3rd November 2011 — About Writing

Writing longhand versus typing onscreen

I’ve just read an article about the joys of writing longhand and claiming creative writing is better with a pen. I disagree. For me, writing onscreen is an equally “deep-felt, uninterrupted connection between thought and language” because I am a touch typist. I don’t look at the keys when I type. I look at the screen. Typing is an essential part of my craft. I type faster than I write by hand – about 58-60 words a minute when copying text or typing dictation. The downside is that after some thirty years typing like this, my handwriting has deteriorated. I used to have clear, flowing handwriting. But my years as a reporter (I was never good at conventional shorthand and developed my own method of fast notetaking) turned my handwriting into a scrawl.
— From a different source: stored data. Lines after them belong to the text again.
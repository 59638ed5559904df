//! Redb-backed durable storage implementation.
//!
//! Uses Redb's ACID transactions with Copy-on-Write for crash safety. A
//! `commit` is one write transaction, so a batch is either fully durable or
//! absent after a crash. All state survives process restarts.

use std::{path::Path, sync::Arc};

use redb::{Database, ReadableTable, Table, TableDefinition, WriteTransaction};
use serde::{Serialize, de::DeserializeOwned};

use super::{Storage, StorageError, WriteBatch, WriteOp};
use crate::records::{
    LocalUserRecord, OneTimePreKeyRecord, PeerDeviceRecord, SessionSet, SignedPreKeyRecord,
};

/// Table: users
/// Key: device id bytes
/// Value: CBOR-encoded LocalUserRecord
const USERS: TableDefinition<&[u8], &[u8]> = TableDefinition::new("users");

/// Table: signed_prekeys
/// Key: owner || 0x00 || prekey id (4 bytes BE)
/// Value: CBOR-encoded SignedPreKeyRecord
const SIGNED_PREKEYS: TableDefinition<&[u8], &[u8]> = TableDefinition::new("signed_prekeys");

/// Table: one_time_prekeys
/// Key: owner || 0x00 || prekey id (4 bytes BE)
/// Value: CBOR-encoded OneTimePreKeyRecord
const ONE_TIME_PREKEYS: TableDefinition<&[u8], &[u8]> = TableDefinition::new("one_time_prekeys");

/// Table: peers
/// Key: owner || 0x00 || peer device id
/// Value: CBOR-encoded PeerDeviceRecord
const PEERS: TableDefinition<&[u8], &[u8]> = TableDefinition::new("peers");

/// Table: sessions
/// Key: owner || 0x00 || peer device id
/// Value: CBOR-encoded SessionSet
const SESSIONS: TableDefinition<&[u8], &[u8]> = TableDefinition::new("sessions");

/// Tables keyed by owner prefix, wiped when a user is deleted.
const OWNED_TABLES: [TableDefinition<&[u8], &[u8]>; 4] =
    [SIGNED_PREKEYS, ONE_TIME_PREKEYS, PEERS, SESSIONS];

type BytesTable<'txn> = Table<'txn, &'static [u8], &'static [u8]>;

/// Durable storage backed by Redb.
///
/// Thread-safe through Redb's internal locking. Clone is cheap (Arc).
#[derive(Clone)]
pub struct RedbStorage {
    db: Arc<Database>,
}

impl RedbStorage {
    /// Open or create a Redb database at the given path.
    ///
    /// Creates tables if they don't exist.
    ///
    /// # Errors
    ///
    /// Returns `StorageError::Io` if the database cannot be opened or created.
    pub fn open(path: impl AsRef<Path>) -> Result<Self, StorageError> {
        let path = path.as_ref();
        let db = Database::create(path).map_err(|e| StorageError::Io(e.to_string()))?;

        let txn = db.begin_write().map_err(|e| StorageError::Io(e.to_string()))?;
        {
            let _ = txn.open_table(USERS).map_err(|e| StorageError::Io(e.to_string()))?;
            for table in OWNED_TABLES {
                let _ = txn.open_table(table).map_err(|e| StorageError::Io(e.to_string()))?;
            }
        }
        txn.commit().map_err(|e| StorageError::Io(e.to_string()))?;

        tracing::debug!("opened engine store at {}", path.display());
        Ok(Self { db: Arc::new(db) })
    }

    fn read_one<T: DeserializeOwned>(
        &self,
        table: TableDefinition<&[u8], &[u8]>,
        key: &[u8],
    ) -> Result<Option<T>, StorageError> {
        let txn = self.db.begin_read().map_err(|e| StorageError::Io(e.to_string()))?;
        let table = txn.open_table(table).map_err(|e| StorageError::Io(e.to_string()))?;
        get_record(&table, key)
    }

    fn read_owned<T: DeserializeOwned>(
        &self,
        table: TableDefinition<&[u8], &[u8]>,
        owner: &str,
    ) -> Result<Vec<(Vec<u8>, T)>, StorageError> {
        let txn = self.db.begin_read().map_err(|e| StorageError::Io(e.to_string()))?;
        let table = txn.open_table(table).map_err(|e| StorageError::Io(e.to_string()))?;

        let (start, end) = owner_range(owner);
        let results = table
            .range(start.as_slice()..end.as_slice())
            .map_err(|e| StorageError::Io(e.to_string()))?;

        let mut records = Vec::new();
        for result in results {
            let (key, value) = result.map_err(|e| StorageError::Io(e.to_string()))?;
            let record: T = ciborium::from_reader(value.value())
                .map_err(|e| StorageError::Serialization(e.to_string()))?;
            records.push((key.value()[start.len()..].to_vec(), record));
        }
        Ok(records)
    }
}

impl Storage for RedbStorage {
    fn load_user(&self, device_id: &str) -> Result<Option<LocalUserRecord>, StorageError> {
        self.read_one(USERS, device_id.as_bytes())
    }

    fn list_users(&self) -> Result<Vec<String>, StorageError> {
        let txn = self.db.begin_read().map_err(|e| StorageError::Io(e.to_string()))?;
        let table = txn.open_table(USERS).map_err(|e| StorageError::Io(e.to_string()))?;

        let mut users = Vec::new();
        for result in table.iter().map_err(|e| StorageError::Io(e.to_string()))? {
            let (key, _) = result.map_err(|e| StorageError::Io(e.to_string()))?;
            let device_id = String::from_utf8(key.value().to_vec())
                .map_err(|e| StorageError::Serialization(e.to_string()))?;
            users.push(device_id);
        }
        Ok(users)
    }

    fn load_signed_prekeys(&self, owner: &str) -> Result<Vec<SignedPreKeyRecord>, StorageError> {
        Ok(self.read_owned(SIGNED_PREKEYS, owner)?.into_iter().map(|(_, r)| r).collect())
    }

    fn load_one_time_prekeys(
        &self,
        owner: &str,
    ) -> Result<Vec<OneTimePreKeyRecord>, StorageError> {
        Ok(self.read_owned(ONE_TIME_PREKEYS, owner)?.into_iter().map(|(_, r)| r).collect())
    }

    fn load_one_time_prekey(
        &self,
        owner: &str,
        id: u32,
    ) -> Result<Option<OneTimePreKeyRecord>, StorageError> {
        self.read_one(ONE_TIME_PREKEYS, &owned_key(owner, &id.to_be_bytes()))
    }

    fn load_peer(&self, owner: &str, peer: &str) -> Result<Option<PeerDeviceRecord>, StorageError> {
        self.read_one(PEERS, &owned_key(owner, peer.as_bytes()))
    }

    fn load_sessions(&self, owner: &str, peer: &str) -> Result<Option<SessionSet>, StorageError> {
        self.read_one(SESSIONS, &owned_key(owner, peer.as_bytes()))
    }

    fn list_session_peers(&self, owner: &str) -> Result<Vec<String>, StorageError> {
        self.read_owned::<SessionSet>(SESSIONS, owner)?
            .into_iter()
            .map(|(suffix, _)| {
                String::from_utf8(suffix).map_err(|e| StorageError::Serialization(e.to_string()))
            })
            .collect()
    }

    fn commit(&self, batch: &WriteBatch) -> Result<(), StorageError> {
        let txn = self.db.begin_write().map_err(|e| StorageError::Io(e.to_string()))?;

        match apply_batch(&txn, batch) {
            Ok(()) => txn.commit().map_err(|e| StorageError::Io(e.to_string())),
            Err(err) => {
                txn.abort().map_err(|e| StorageError::Io(e.to_string()))?;
                Err(err)
            },
        }
    }
}

/// Apply every write inside one transaction. Tables are closed on return so
/// the caller can commit or abort.
fn apply_batch(txn: &WriteTransaction, batch: &WriteBatch) -> Result<(), StorageError> {
    let mut users = txn.open_table(USERS).map_err(|e| StorageError::Io(e.to_string()))?;

    for op in batch.ops() {
        let owner = op.owner();
        let exists = users
            .get(owner.as_bytes())
            .map_err(|e| StorageError::Io(e.to_string()))?
            .is_some();

        match op {
            WriteOp::InsertUser(record) => {
                if exists {
                    return Err(StorageError::Conflict { device_id: owner.to_string() });
                }
                put_record(&mut users, owner.as_bytes(), record)?;
                continue;
            },
            WriteOp::DeleteUser(_) => {
                users.remove(owner.as_bytes()).map_err(|e| StorageError::Io(e.to_string()))?;
                for table in OWNED_TABLES {
                    let mut table =
                        txn.open_table(table).map_err(|e| StorageError::Io(e.to_string()))?;
                    remove_owned(&mut table, owner)?;
                }
                continue;
            },
            _ => {},
        }

        if !exists {
            return Err(StorageError::NotFound { device_id: owner.to_string() });
        }

        match op {
            WriteOp::PutUser(record) => put_record(&mut users, owner.as_bytes(), record)?,
            WriteOp::PutSignedPreKey { record, .. } => {
                let mut table =
                    txn.open_table(SIGNED_PREKEYS).map_err(|e| StorageError::Io(e.to_string()))?;
                put_record(&mut table, &owned_key(owner, &record.id.to_be_bytes()), record)?;
            },
            WriteOp::DeleteSignedPreKey { id, .. } => {
                let mut table =
                    txn.open_table(SIGNED_PREKEYS).map_err(|e| StorageError::Io(e.to_string()))?;
                remove_key(&mut table, &owned_key(owner, &id.to_be_bytes()))?;
            },
            WriteOp::PutOneTimePreKey { record, .. } => {
                let mut table = txn
                    .open_table(ONE_TIME_PREKEYS)
                    .map_err(|e| StorageError::Io(e.to_string()))?;
                put_record(&mut table, &owned_key(owner, &record.id.to_be_bytes()), record)?;
            },
            WriteOp::DeleteOneTimePreKey { id, .. } => {
                let mut table = txn
                    .open_table(ONE_TIME_PREKEYS)
                    .map_err(|e| StorageError::Io(e.to_string()))?;
                remove_key(&mut table, &owned_key(owner, &id.to_be_bytes()))?;
            },
            WriteOp::PutPeer { record, .. } => {
                let mut table =
                    txn.open_table(PEERS).map_err(|e| StorageError::Io(e.to_string()))?;
                put_record(&mut table, &owned_key(owner, record.device_id.as_bytes()), record)?;
            },
            WriteOp::DeletePeer { peer, .. } => {
                let key = owned_key(owner, peer.as_bytes());
                for definition in [PEERS, SESSIONS] {
                    let mut table =
                        txn.open_table(definition).map_err(|e| StorageError::Io(e.to_string()))?;
                    remove_key(&mut table, &key)?;
                }
            },
            WriteOp::PutSessions { peer, sessions, .. } => {
                let mut table =
                    txn.open_table(SESSIONS).map_err(|e| StorageError::Io(e.to_string()))?;
                let key = owned_key(owner, peer.as_bytes());
                if sessions.is_empty() {
                    remove_key(&mut table, &key)?;
                } else {
                    put_record(&mut table, &key, sessions)?;
                }
            },
            WriteOp::InsertUser(_) | WriteOp::DeleteUser(_) => {},
        }
    }
    Ok(())
}

fn get_record<T, R>(table: &R, key: &[u8]) -> Result<Option<T>, StorageError>
where
    T: DeserializeOwned,
    R: ReadableTable<&'static [u8], &'static [u8]>,
{
    match table.get(key).map_err(|e| StorageError::Io(e.to_string()))? {
        Some(value) => {
            let record: T = ciborium::from_reader(value.value())
                .map_err(|e| StorageError::Serialization(e.to_string()))?;
            Ok(Some(record))
        },
        None => Ok(None),
    }
}

fn put_record<T: Serialize>(
    table: &mut BytesTable<'_>,
    key: &[u8],
    record: &T,
) -> Result<(), StorageError> {
    let mut bytes = Vec::new();
    ciborium::into_writer(record, &mut bytes)
        .map_err(|e| StorageError::Serialization(e.to_string()))?;
    table.insert(key, bytes.as_slice()).map_err(|e| StorageError::Io(e.to_string()))?;
    Ok(())
}

fn remove_key(table: &mut BytesTable<'_>, key: &[u8]) -> Result<(), StorageError> {
    table.remove(key).map_err(|e| StorageError::Io(e.to_string()))?;
    Ok(())
}

fn remove_owned(table: &mut BytesTable<'_>, owner: &str) -> Result<(), StorageError> {
    let (start, end) = owner_range(owner);
    let mut keys = Vec::new();
    for result in
        table.range(start.as_slice()..end.as_slice()).map_err(|e| StorageError::Io(e.to_string()))?
    {
        let (key, _) = result.map_err(|e| StorageError::Io(e.to_string()))?;
        keys.push(key.value().to_vec());
    }
    for key in keys {
        remove_key(table, &key)?;
    }
    Ok(())
}

/// Encode an owner-scoped key.
///
/// Layout: [owner bytes][0x00][suffix]. Device ids never contain NUL, so
/// every key of one owner sorts inside `owner_range(owner)`.
fn owned_key(owner: &str, suffix: &[u8]) -> Vec<u8> {
    let mut key = Vec::with_capacity(owner.len() + 1 + suffix.len());
    key.extend_from_slice(owner.as_bytes());
    key.push(0x00);
    key.extend_from_slice(suffix);
    key
}

/// Half-open key range `[owner || 0x00, owner || 0x01)`.
fn owner_range(owner: &str) -> (Vec<u8>, Vec<u8>) {
    let start = owned_key(owner, &[]);
    let mut end = owner.as_bytes().to_vec();
    end.push(0x01);
    (start, end)
}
When I write a letter or postcard, I have to consciously slow down in order to write legibly, if not as elegantly as I once learned to do. I write my novels straight on to the screen. I work on each sentence until I’m happy with it. I keep a second document, which I name “Parked”, into which I save sentences, thoughts, paragraphs, things I’ve changed. But I write by hand in the notebook I carry with me. That’s where I record things I notice, random thoughts, sudden inspirations when I’m out and about, away from my desk. I agree about one thing in the article, “there are too many distractions when writing directly on to the screen. The Internet being the main culprit.” I was browsing the Internet when I read the article about writing by hand. Writing this response to it is another distraction. Back to work!